Une brèche au coeur de l’humanité. Le trou d’Eugénie Beaudry

Avec Le Trou, Eugénie Beaudry vient nous raconter l’histoire d’un déracinement comme il s’en produit parfois. Au creux d’un village fantôme, Sara-Lee déterre les souvenirs pour sauvegarder son passé au sein duquel le silence est d’or et les coeurs brisés. Le Laboratoire Théâtre de (ré)création présente le deuxième texte d’Eugénie Beaudry à la salle intime du Théâtre Prospero jusqu’au 17 mai.

Édith Arvidais, Joseph Bellerose, Yannick Chapdelaine. Crédit: Marie-Ève Desroches
Édith Arvidais, Joseph Bellerose, Yannick Chapdelaine.
Crédits photographiques: Marie-Ève Desroches

Pendant que Sara-Lee s’obstine à creuser le sous-sol de sa maison afin de déterrer la mémoire, les souvenirs et les trésors enfouis de son passé familial, dehors, le monde s’active. Mais elle ne le sait pas, ou plutôt, elle ne veut pas le savoir. Perpétuer la mémoire des siens vaut mieux que de s’ouvrir au monde. Traumatisée par un abandon dont elle se sent responsable, Sara-Lee a développé une phobie de l’extérieur.

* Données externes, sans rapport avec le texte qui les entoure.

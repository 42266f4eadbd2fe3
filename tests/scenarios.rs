//! End-to-end scenarios from the planner's concrete-scenario catalog (§8.2).
//! Each test builds two `Ir` snapshots with [`IrBuilder`] and asserts on the
//! rendered script or change-set `plan()` produces.

use pgschema_plan::ir::builder::IrBuilder;
use pgschema_plan::ir::{
    DefaultPrivilege, DefaultPrivilegeObjectType, ObjectKind, ObjectRef, Policy, PolicyCommand,
    Privilege, PrivilegeKind,
};
use pgschema_plan::{plan_silent, IgnoreFile, PlannerConfig};

fn plan_default(old: pgschema_plan::Ir, new: pgschema_plan::Ir) -> pgschema_plan::PlanOutput {
    plan_silent(old, new, &PlannerConfig::default(), &IgnoreFile::new()).expect("plan should succeed")
}

/// S1 — Add UNIQUE and CHECK to an existing table.
#[test]
fn add_unique_and_check_constraints() {
    let old = IrBuilder::new()
        .table("public", "changesets", |t| {
            t.column("id", "integer", false)
                .column("repo_id", "integer", false)
                .column("external_id", "text", false)
                .column("external_service_type", "text", false);
        })
        .build();

    let new = IrBuilder::new()
        .table("public", "changesets", |t| {
            t.column("id", "integer", false)
                .column("repo_id", "integer", false)
                .column("external_id", "text", false)
                .column("external_service_type", "text", false)
                .unique("changesets_repo_id_external_id_key", &["repo_id", "external_id"])
                .check(
                    "changesets_external_service_type_check",
                    "external_service_type = ANY (ARRAY['github', 'gitlab', 'bitbucket'])",
                );
        })
        .build();

    let output = plan_default(old, new);
    assert_eq!(output.script.matches("ALTER TABLE changesets ADD CONSTRAINT").count(), 2);
    let unique_pos = output.script.find("changesets_repo_id_external_id_key").unwrap();
    let check_pos = output.script.find("changesets_external_service_type_check").unwrap();
    assert!(unique_pos < check_pos, "constraints should be emitted in stable name order");
}

/// S1 continued — under online mode, each CHECK becomes NOT VALID + VALIDATE.
#[test]
fn online_mode_splits_check_constraint_into_not_valid_then_validate() {
    let old = IrBuilder::new()
        .table("public", "changesets", |t| {
            t.column("id", "integer", false)
                .column("external_service_type", "text", false);
        })
        .build();
    let new = IrBuilder::new()
        .table("public", "changesets", |t| {
            t.column("id", "integer", false)
                .column("external_service_type", "text", false)
                .check("changesets_type_check", "external_service_type = 'github'");
        })
        .build();

    let config = PlannerConfig {
        online: true,
        transactional: false,
        ..PlannerConfig::default()
    };
    let output = plan_silent(old, new, &config, &IgnoreFile::new()).unwrap();
    assert!(output.script.contains("ADD CONSTRAINT changesets_type_check CHECK (external_service_type = 'github') NOT VALID"));
    assert!(output.script.contains("VALIDATE CONSTRAINT changesets_type_check"));
}

/// S2 — Concurrent index creation is marked non-transactional and carries a
/// wait sentinel.
#[test]
fn concurrent_index_creation_is_marked_non_transactional() {
    let old = IrBuilder::new()
        .table("public", "users", |t| {
            t.column("id", "integer", false)
                .column("email", "text", false)
                .column("status", "text", false);
        })
        .build();

    let mut new = IrBuilder::new()
        .table("public", "users", |t| {
            t.column("id", "integer", false)
                .column("email", "text", false)
                .column("status", "text", false);
        })
        .build();
    new.tables.get_mut("public.users").unwrap().indexes.push(pgschema_plan::ir::Index {
        name: "idx_users_email_status".to_string(),
        method: "btree".to_string(),
        entries: vec![
            pgschema_plan::ir::IndexKey::Column {
                name: "email".to_string(),
                collation: None,
                opclass: None,
                sort: pgschema_plan::ir::SortDirection::Asc,
                nulls: pgschema_plan::ir::NullsOrder::Last,
            },
            pgschema_plan::ir::IndexKey::Column {
                name: "status".to_string(),
                collation: None,
                opclass: None,
                sort: pgschema_plan::ir::SortDirection::Asc,
                nulls: pgschema_plan::ir::NullsOrder::Last,
            },
        ],
        include: vec![],
        predicate: Some("status = 'active'".to_string()),
        unique: false,
        concurrent: true,
    });

    let output = plan_default(old, new);
    assert!(output.script.contains("CREATE INDEX CONCURRENTLY idx_users_email_status"));
    assert!(output.script.contains("pgschema:wait"));
    assert!(output.script.to_lowercase().contains("non-transactional"));
}

/// S3 — A base-table column addition forces a dependent view to be dropped
/// and recreated with its `*` expanded to include the new column.
#[test]
fn view_column_addition_forces_downstream_recreate() {
    let old = IrBuilder::new()
        .table("public", "item", |t| {
            t.column("id", "integer", false)
                .column("title", "text", false)
                .column("status", "text", false);
        })
        .table("public", "category", |t| {
            t.column("id", "integer", false).column("name", "text", false);
        })
        .view(
            "public",
            "item_extended",
            "SELECT i.*, c.name AS category_name FROM item i JOIN category c ON c.id = i.id",
            &["id", "title", "status", "category_name"],
        )
        .build();

    let new = IrBuilder::new()
        .table("public", "item", |t| {
            t.column("id", "integer", false)
                .column("title", "text", false)
                .column("status", "text", false)
                .column("new_col", "text", true);
        })
        .table("public", "category", |t| {
            t.column("id", "integer", false).column("name", "text", false);
        })
        .view(
            "public",
            "item_extended",
            "SELECT i.*, c.name AS category_name FROM item i JOIN category c ON c.id = i.id",
            &[],
        )
        .build();

    let output = plan_default(old, new);
    assert!(output.script.contains("ADD COLUMN new_col"));
    assert!(output.script.contains("DROP VIEW item_extended"));
    assert!(output.script.contains("CREATE VIEW item_extended"));
    assert!(output.script.contains("i.id, i.title, i.status, i.new_col"));
    let add_col_pos = output.script.find("ADD COLUMN new_col").unwrap();
    let drop_pos = output.script.find("DROP VIEW item_extended").unwrap();
    let create_pos = output.script.find("CREATE VIEW item_extended").unwrap();
    assert!(drop_pos > add_col_pos, "the view rewrite must come after the column add");
    assert!(drop_pos < create_pos, "the stale view must be dropped before its replacement is created");
}

/// S4 — A function body reference to another function forces the
/// referenced function to be created first, regardless of name order.
#[test]
fn function_body_reference_forces_dependency_order() {
    let old = pgschema_plan::Ir::new();
    let new = IrBuilder::new()
        .function("public", "z_helper", |f| {
            f.arg("input", "text").returns("text").body("SELECT upper(input)");
        })
        .function("public", "a_wrapper", |f| {
            f.arg("input", "text").returns("text").body("SELECT z_helper(input)");
        })
        .build();

    let output = plan_default(old, new);
    let helper_pos = output.script.find("FUNCTION z_helper").unwrap();
    let wrapper_pos = output.script.find("FUNCTION a_wrapper").unwrap();
    assert!(helper_pos < wrapper_pos, "z_helper must be created before a_wrapper despite alphabetical order");
}

/// S5 — Changing a policy's command recreates it (policies have no ALTER
/// equivalent for command changes).
#[test]
fn policy_command_change_drops_and_recreates() {
    let policy_table = "public.users";
    let old_policy = Policy {
        name: "user_tenant_isolation".to_string(),
        table: pgschema_plan::ir::QualifiedName::qualified("public", "users"),
        command: PolicyCommand::All,
        roles: vec!["PUBLIC".to_string()],
        using: Some("tenant_id = 1".to_string()),
        with_check: None,
        permissive: true,
    };
    let new_policy = Policy {
        command: PolicyCommand::Select,
        ..old_policy.clone()
    };

    let old = IrBuilder::new()
        .table("public", "users", |t| {
            t.column("id", "integer", false).column("tenant_id", "integer", false);
        })
        .build();
    let mut old = old;
    old.tables.get_mut(policy_table).unwrap().policies.push(old_policy);

    let new = IrBuilder::new()
        .table("public", "users", |t| {
            t.column("id", "integer", false).column("tenant_id", "integer", false);
        })
        .build();
    let mut new = new;
    new.tables.get_mut(policy_table).unwrap().policies.push(new_policy);

    let output = plan_default(old, new);
    assert!(output.script.contains("DROP POLICY user_tenant_isolation ON users"));
    assert!(output.script.contains("CREATE POLICY user_tenant_isolation ON users FOR SELECT"));
    let drop_pos = output.script.find("DROP POLICY user_tenant_isolation ON users").unwrap();
    let create_pos = output.script.find("CREATE POLICY user_tenant_isolation ON users FOR SELECT").unwrap();
    assert!(drop_pos < create_pos, "the old policy must be dropped before its replacement is created");
}

/// S6 — An explicit grant that merely restates a default-privilege
/// declaration produces no diff when the explicit grant is dropped.
#[test]
fn default_privilege_covers_explicit_grant_idempotently() {
    let default_priv = DefaultPrivilege {
        grantor: "owner_role".to_string(),
        schema: "public".to_string(),
        object_type: DefaultPrivilegeObjectType::Tables,
        grantee: "app_role".to_string(),
        privileges: vec![
            PrivilegeKind::Select,
            PrivilegeKind::Insert,
            PrivilegeKind::Update,
            PrivilegeKind::Delete,
        ],
        with_grant_option: false,
    };

    let mut old = IrBuilder::new()
        .table("public", "users", |t| {
            t.column("id", "integer", false);
        })
        .build();
    old.default_privileges.push(default_priv.clone());
    old.privileges.push(Privilege {
        grantee: "app_role".to_string(),
        object: ObjectRef::new(ObjectKind::Table, "public", "users"),
        privilege: PrivilegeKind::Select,
        with_grant_option: false,
        columns: None,
    });

    let mut new = IrBuilder::new()
        .table("public", "users", |t| {
            t.column("id", "integer", false);
        })
        .build();
    new.default_privileges.push(default_priv);

    let output = plan_default(old, new);
    assert!(output.changes.is_empty(), "explicit grant covered by default privilege must not produce a REVOKE");
}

Et puis, à quoi bon avancer quand le passé est gage de courage? La jeune femme est habitée par l’idée obsessive de préserver la mémoire d’un village qui s’est reconstruit après un incendie majeur, mais pourquoi? Pour mieux sombrer à nouveau, revivre la chute pour mieux tomber. La protagoniste n’a pas connu l’histoire qui la possède tant, pas plus qu’elle n’est consciente du présent qu’elle fuit. Cet idéal romantique causera sa perte. Autour d’elle se trouve un homme qui a tout perdu, un maire déchu, un père qui n’a jamais su prendre soin de sa fille et Jo, le représentant syndical de l’usine qui, malgré un enrobage de combativité, est le seul à vraiment comprendre Sara-Lee. Jo est aussi le dernier élément extérieur qui peut encore influencer le maire et sa fille.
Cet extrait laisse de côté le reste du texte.